Task goal: Start at the top line and retype the data exactly through to the end.

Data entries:
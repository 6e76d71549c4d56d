//! Loading error types.

use quarry_core::{ErrorCode, QuarryError, VisitableKind};
use thiserror::Error;

/// Errors that can occur while loading documents.
#[derive(Error, Debug)]
pub enum ExtractError {
    /// No loader handles the file extension.
    #[error("Unsupported file extension: {0}")]
    UnsupportedExtension(String),

    /// No loader is registered for the format.
    #[error("No loader for {0} documents")]
    NoLoader(VisitableKind),

    /// HTML could not be loaded.
    #[error("HTML loading error: {0}")]
    Html(String),

    /// XML or SVG could not be parsed.
    #[error("XML parsing error: {0}")]
    Xml(String),

    /// Image could not be decoded.
    #[cfg(feature = "image")]
    #[error("Image decoding error: {0}")]
    Image(String),

    /// PDF-specific loading error.
    #[cfg(feature = "pdf")]
    #[error("PDF loading error: {0}")]
    Pdf(String),
}

/// Result type for loading operations.
pub type ExtractResult<T> = Result<T, ExtractError>;

impl From<ExtractError> for QuarryError {
    fn from(err: ExtractError) -> Self {
        match err {
            ExtractError::UnsupportedExtension(ext) => {
                QuarryError::Configuration(format!("unsupported file extension '{}'", ext))
            }
            ExtractError::NoLoader(kind) => {
                QuarryError::MalformedVisitable(format!("no loader builds {}", kind.type_name()))
            }
            ExtractError::Html(message) => QuarryError::parse(message, ErrorCode::ParseHtml),
            ExtractError::Xml(message) => QuarryError::parse(message, ErrorCode::ParseXml),
            #[cfg(feature = "image")]
            ExtractError::Image(message) => QuarryError::parse(message, ErrorCode::ParseImage),
            #[cfg(feature = "pdf")]
            ExtractError::Pdf(message) => QuarryError::parse(message, ErrorCode::ParsePdf),
        }
    }
}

Exercise solution:
repository 6e76d71549c4d56d
//! Loading error types.

use quarry_core::{ErrorCode, QuarryError, VisitableKind};
use thiserror::Error;

/// Errors that can occur while loading documents.
#[derive(Error, Debug)]
pub enum ExtractError {
    /// No loader handles the file extension.
    #[error("Unsupported file extension: {0}")]
    UnsupportedExtension(String),

    /// No loader is registered for the format.
    #[error("No loader for {0} documents")]
    NoLoader(VisitableKind),

    /// HTML could not be loaded.
    #[error("HTML loading error: {0}")]
    Html(String),

    /// XML or SVG could not be parsed.
    #[error("XML parsing error: {0}")]
    Xml(String),

    /// Image could not be decoded.
    #[cfg(feature = "image")]
    #[error("Image decoding error: {0}")]
    Image(String),

    /// PDF-specific loading error.
    #[cfg(feature = "pdf")]
    #[error("PDF loading error: {0}")]
    Pdf(String),
}

/// Result type for loading operations.
pub type ExtractResult<T> = Result<T, ExtractError>;

impl From<ExtractError> for QuarryError {
    fn from(err: ExtractError) -> Self {
        match err {
            ExtractError::UnsupportedExtension(ext) => {
                QuarryError::Configuration(format!("unsupported file extension '{}'", ext))
            }
            ExtractError::NoLoader(kind) => {
                QuarryError::MalformedVisitable(format!("no loader builds {}", kind.type_name()))
            }
            ExtractError::Html(message) => QuarryError::parse(message, ErrorCode::ParseHtml),
            ExtractError::Xml(message) => QuarryError::parse(message, ErrorCode::ParseXml),
            #[cfg(feature = "image")]
            ExtractError::Image(message) => QuarryError::parse(message, ErrorCode::ParseImage),
            #[cfg(feature = "pdf")]
            ExtractError::Pdf(message) => QuarryError::parse(message, ErrorCode::ParsePdf),
        }
    }
}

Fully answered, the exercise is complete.